Судьба комендора Огнева
Судьба комендора Огнева
В детстве Евдоким много кочевал вместе с родителями. Нужда, поиски заработка гнали безземельных с хутора на хутор, из станицы в село и опять в станицу.
«Хорошо, где нас нет», — говорил отец Евдокима, однако с судьбой не смирялся и в который раз отправлялся в новые странствия.
Так семья Огневых прошла по степям нынешних Волгоградской, Воронежской и Ростовской областей.
Много лет спустя, когда имя комендора «Авроры» стало знаменитым, между этими тремя областями возник спор: каждой хотелось Евдокима Огнева считать своим земляком.
В Ростове-на-Дону в краеведческом музее под портретом комендора крупными буквами написали: «Е. П. Огнев — уроженец Дона».

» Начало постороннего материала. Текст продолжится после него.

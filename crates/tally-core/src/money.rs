//! # Money Module
//!
//! Provides the two monetary types used by the ledger engine.
//!
//! ## Two Precisions
//! ```text
//! ┌─────────────────────────────────────────────────────────────────────────┐
//! │  Money         whole cents (i64)                                        │
//! │                prices, costs, discounts, refunds, settled totals        │
//! │                                                                         │
//! │  PreciseMoney  1/10 000 of a cent (i64)                                 │
//! │                line tax and every aggregate that contains tax           │
//! │                                                                         │
//! │  cents × tax_bps is always a whole number of PreciseMoney units, so     │
//! │  tax is exact until it is rounded ONCE, at display or at checkout.      │
//! └─────────────────────────────────────────────────────────────────────────┘
//! ```
//!
//! ## Why Not Round Per Line?
//! ```text
//! Three lines of $0.05 at 10% tax:
//!
//!   per-line rounding:  0.005 → 0.01  × 3  = $0.03 tax
//!   exact aggregation:  0.005 × 3 = 0.015  → $0.02 tax
//!
//! Rounding each line first drifts the cart by a cent. Rounding the exact
//! sum keeps the receipt total honest.
//! ```
//!
//! ## Usage
//! ```rust
//! use tally_core::money::Money;
//! use tally_core::types::TaxRate;
//!
//! let subtotal = Money::from_cents(2000); // $20.00
//! let tax = subtotal.calculate_tax(TaxRate::from_bps(1800)).unwrap(); // 18%
//! assert_eq!(tax.round_to_cents().cents(), 360); // $3.60
//! ```

use serde::{Deserialize, Serialize};
use std::fmt;
use std::iter::Sum;
use std::ops::{Add, AddAssign, Sub, SubAssign};
use ts_rs::TS;

use crate::types::TaxRate;

/// Number of [`PreciseMoney`] units in one cent.
///
/// Tax rates are basis points (1/10 000), so `cents × bps` lands exactly
/// on this grid.
pub const UNITS_PER_CENT: i64 = 10_000;

// =============================================================================
// Money Type
// =============================================================================

/// Represents a monetary value in the smallest currency unit (cents).
///
/// ## Design Decisions
/// - **i64 (signed)**: Allows differences such as `total - refunded`
/// - **Single field tuple struct**: Zero-cost abstraction over i64
/// - **Derives**: Full serde support; serializes as a bare integer
#[derive(Debug, Clone, Copy, PartialEq, Eq, PartialOrd, Ord, Hash, Serialize, Deserialize, TS)]
#[ts(export)]
pub struct Money(i64);

impl Money {
    /// Creates a Money value from cents (the smallest currency unit).
    ///
    /// ## Example
    /// ```rust
    /// use tally_core::money::Money;
    ///
    /// let price = Money::from_cents(1099); // Represents $10.99
    /// assert_eq!(price.cents(), 1099);
    /// ```
    #[inline]
    pub const fn from_cents(cents: i64) -> Self {
        Money(cents)
    }

    /// Returns the value in cents.
    #[inline]
    pub const fn cents(&self) -> i64 {
        self.0
    }

    /// Returns the major unit (dollars) portion.
    #[inline]
    pub const fn dollars(&self) -> i64 {
        self.0 / 100
    }

    /// Returns the minor unit (cents) portion (always 0-99).
    #[inline]
    pub const fn cents_part(&self) -> i64 {
        (self.0 % 100).abs()
    }

    /// Returns zero money value.
    #[inline]
    pub const fn zero() -> Self {
        Money(0)
    }

    /// Checks if the value is zero.
    #[inline]
    pub const fn is_zero(&self) -> bool {
        self.0 == 0
    }

    /// Checks if the value is positive (greater than zero).
    #[inline]
    pub const fn is_positive(&self) -> bool {
        self.0 > 0
    }

    /// Checks if the value is negative (less than zero).
    #[inline]
    pub const fn is_negative(&self) -> bool {
        self.0 < 0
    }

    /// Returns the larger of `self` and zero.
    #[inline]
    pub const fn floor_zero(&self) -> Self {
        if self.0 < 0 {
            Money(0)
        } else {
            *self
        }
    }

    /// Widens to [`PreciseMoney`], saturating at the `i64` bounds.
    ///
    /// Catalog prices are capped at [`crate::MAX_PRICE_CENTS`], so priced
    /// amounts never reach the bound. Only an absurd discount can, and it
    /// then still clamps the payable total to zero.
    #[inline]
    pub const fn to_precise(&self) -> PreciseMoney {
        PreciseMoney(self.0.saturating_mul(UNITS_PER_CENT))
    }

    /// Widens to [`PreciseMoney`], or `None` if the result does not fit.
    #[inline]
    pub const fn checked_to_precise(&self) -> Option<PreciseMoney> {
        match self.0.checked_mul(UNITS_PER_CENT) {
            Some(units) => Some(PreciseMoney(units)),
            None => None,
        }
    }

    /// Calculates the exact tax on this amount.
    ///
    /// ## Implementation
    /// `cents × bps` is already expressed in 1/10 000 of a cent, so the
    /// result carries no rounding at all. The product is taken in i128 and
    /// narrowed with a range check; `None` means it does not fit in i64.
    ///
    /// ## Example
    /// ```rust
    /// use tally_core::money::Money;
    /// use tally_core::types::TaxRate;
    ///
    /// let line = Money::from_cents(1000); // $10.00
    /// let tax = line.calculate_tax(TaxRate::from_bps(825)).unwrap(); // 8.25%
    /// assert_eq!(tax.units(), 8_250_000); // $0.825, unrounded
    /// assert_eq!(tax.round_to_cents().cents(), 83);
    /// ```
    pub fn calculate_tax(&self, rate: TaxRate) -> Option<PreciseMoney> {
        let units = self.0 as i128 * rate.bps() as i128;
        i64::try_from(units).ok().map(PreciseMoney)
    }

    /// Multiplies money by a quantity, saturating at the `i64` bounds.
    ///
    /// ## Example
    /// ```rust
    /// use tally_core::money::Money;
    ///
    /// let unit_price = Money::from_cents(1000);
    /// assert_eq!(unit_price.multiply_quantity(2).cents(), 2000);
    /// ```
    #[inline]
    pub const fn multiply_quantity(&self, qty: i64) -> Self {
        Money(self.0.saturating_mul(qty))
    }

    /// Multiplies money by a quantity, or `None` on overflow.
    #[inline]
    pub const fn checked_multiply_quantity(&self, qty: i64) -> Option<Self> {
        match self.0.checked_mul(qty) {
            Some(cents) => Some(Money(cents)),
            None => None,
        }
    }

    #[inline]
    pub const fn saturating_add(self, other: Self) -> Self {
        Money(self.0.saturating_add(other.0))
    }
}

/// Display shows money in a human-readable format.
///
/// ## Note
/// This is for logs. Receipts format through the register configuration,
/// which knows the store's currency symbol.
impl fmt::Display for Money {
    fn fmt(&self, f: &mut fmt::Formatter<'_>) -> fmt::Result {
        let sign = if self.0 < 0 { "-" } else { "" };
        write!(
            f,
            "{}${}.{:02}",
            sign,
            self.dollars().abs(),
            self.cents_part()
        )
    }
}

impl Default for Money {
    fn default() -> Self {
        Money::zero()
    }
}

impl Add for Money {
    type Output = Self;

    #[inline]
    fn add(self, other: Self) -> Self {
        Money(self.0 + other.0)
    }
}

impl AddAssign for Money {
    #[inline]
    fn add_assign(&mut self, other: Self) {
        self.0 += other.0;
    }
}

impl Sub for Money {
    type Output = Self;

    #[inline]
    fn sub(self, other: Self) -> Self {
        Money(self.0 - other.0)
    }
}

impl SubAssign for Money {
    #[inline]
    fn sub_assign(&mut self, other: Self) {
        self.0 -= other.0;
    }
}

impl Sum for Money {
    fn sum<I: Iterator<Item = Money>>(iter: I) -> Self {
        iter.fold(Money::zero(), |acc, m| acc + m)
    }
}

// =============================================================================
// PreciseMoney Type
// =============================================================================

/// A monetary value in 1/10 000 of a cent.
///
/// Internal precision for tax and tax-inclusive aggregates. Never shown to a
/// customer directly: call [`PreciseMoney::round_to_cents`] first.
#[derive(Debug, Clone, Copy, PartialEq, Eq, PartialOrd, Ord, Hash, Serialize, Deserialize, TS)]
#[ts(export)]
pub struct PreciseMoney(i64);

impl PreciseMoney {
    /// Creates a value from raw 1/10 000-cent units.
    #[inline]
    pub const fn from_units(units: i64) -> Self {
        PreciseMoney(units)
    }

    /// Raw 1/10 000-cent units.
    #[inline]
    pub const fn units(&self) -> i64 {
        self.0
    }

    /// Adds, or `None` on overflow.
    #[inline]
    pub const fn checked_add(self, other: Self) -> Option<Self> {
        match self.0.checked_add(other.0) {
            Some(units) => Some(PreciseMoney(units)),
            None => None,
        }
    }

    #[inline]
    pub const fn zero() -> Self {
        PreciseMoney(0)
    }

    #[inline]
    pub const fn is_negative(&self) -> bool {
        self.0 < 0
    }

    /// Returns the larger of `self` and zero.
    #[inline]
    pub const fn floor_zero(&self) -> Self {
        if self.0 < 0 {
            PreciseMoney(0)
        } else {
            *self
        }
    }

    /// Rounds to whole cents, half away from zero.
    ///
    /// ## Example
    /// ```rust
    /// use tally_core::money::PreciseMoney;
    ///
    /// assert_eq!(PreciseMoney::from_units(5_000).round_to_cents().cents(), 1);
    /// assert_eq!(PreciseMoney::from_units(4_999).round_to_cents().cents(), 0);
    /// assert_eq!(PreciseMoney::from_units(-5_000).round_to_cents().cents(), -1);
    /// ```
    pub const fn round_to_cents(&self) -> Money {
        let half = UNITS_PER_CENT / 2;
        let cents = if self.0 >= 0 {
            (self.0 + half) / UNITS_PER_CENT
        } else {
            (self.0 - half) / UNITS_PER_CENT
        };
        Money::from_cents(cents)
    }
}

impl fmt::Display for PreciseMoney {
    fn fmt(&self, f: &mut fmt::Formatter<'_>) -> fmt::Result {
        write!(f, "{}", self.round_to_cents())
    }
}

impl Default for PreciseMoney {
    fn default() -> Self {
        PreciseMoney::zero()
    }
}

impl From<Money> for PreciseMoney {
    fn from(money: Money) -> Self {
        money.to_precise()
    }
}

impl Add for PreciseMoney {
    type Output = Self;

    #[inline]
    fn add(self, other: Self) -> Self {
        PreciseMoney(self.0 + other.0)
    }
}

impl AddAssign for PreciseMoney {
    #[inline]
    fn add_assign(&mut self, other: Self) {
        self.0 += other.0;
    }
}

impl Sub for PreciseMoney {
    type Output = Self;

    #[inline]
    fn sub(self, other: Self) -> Self {
        PreciseMoney(self.0 - other.0)
    }
}

impl Sum for PreciseMoney {
    fn sum<I: Iterator<Item = PreciseMoney>>(iter: I) -> Self {
        iter.fold(PreciseMoney::zero(), |acc, m| acc + m)
    }
}

// =============================================================================
// Unit Tests
// =============================================================================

Спор продолжался годы. Победу в конце концов одержали воронежцы. В архиве они нашли документ: Евдоким Павлович Огнев родился в Воронежской губернии, в Старокриушанской волости, в той же слободе…
Старая Криуша — поселение, когда-то возникшее на окраине государства Российского. Жили там войсковые казаки, отличавшиеся силой, неудержимой удалью и храбростью.
Предки Евдокима Павловича были пушкарями, мастерами «огненного дела». Воронежцы установили: отсюда и пошла фамилия Огневых.
На родину комендора, как только стало известно место его рождения, потянулись экскурсанты из разных уголков Воронежской области, и не только Воронежской.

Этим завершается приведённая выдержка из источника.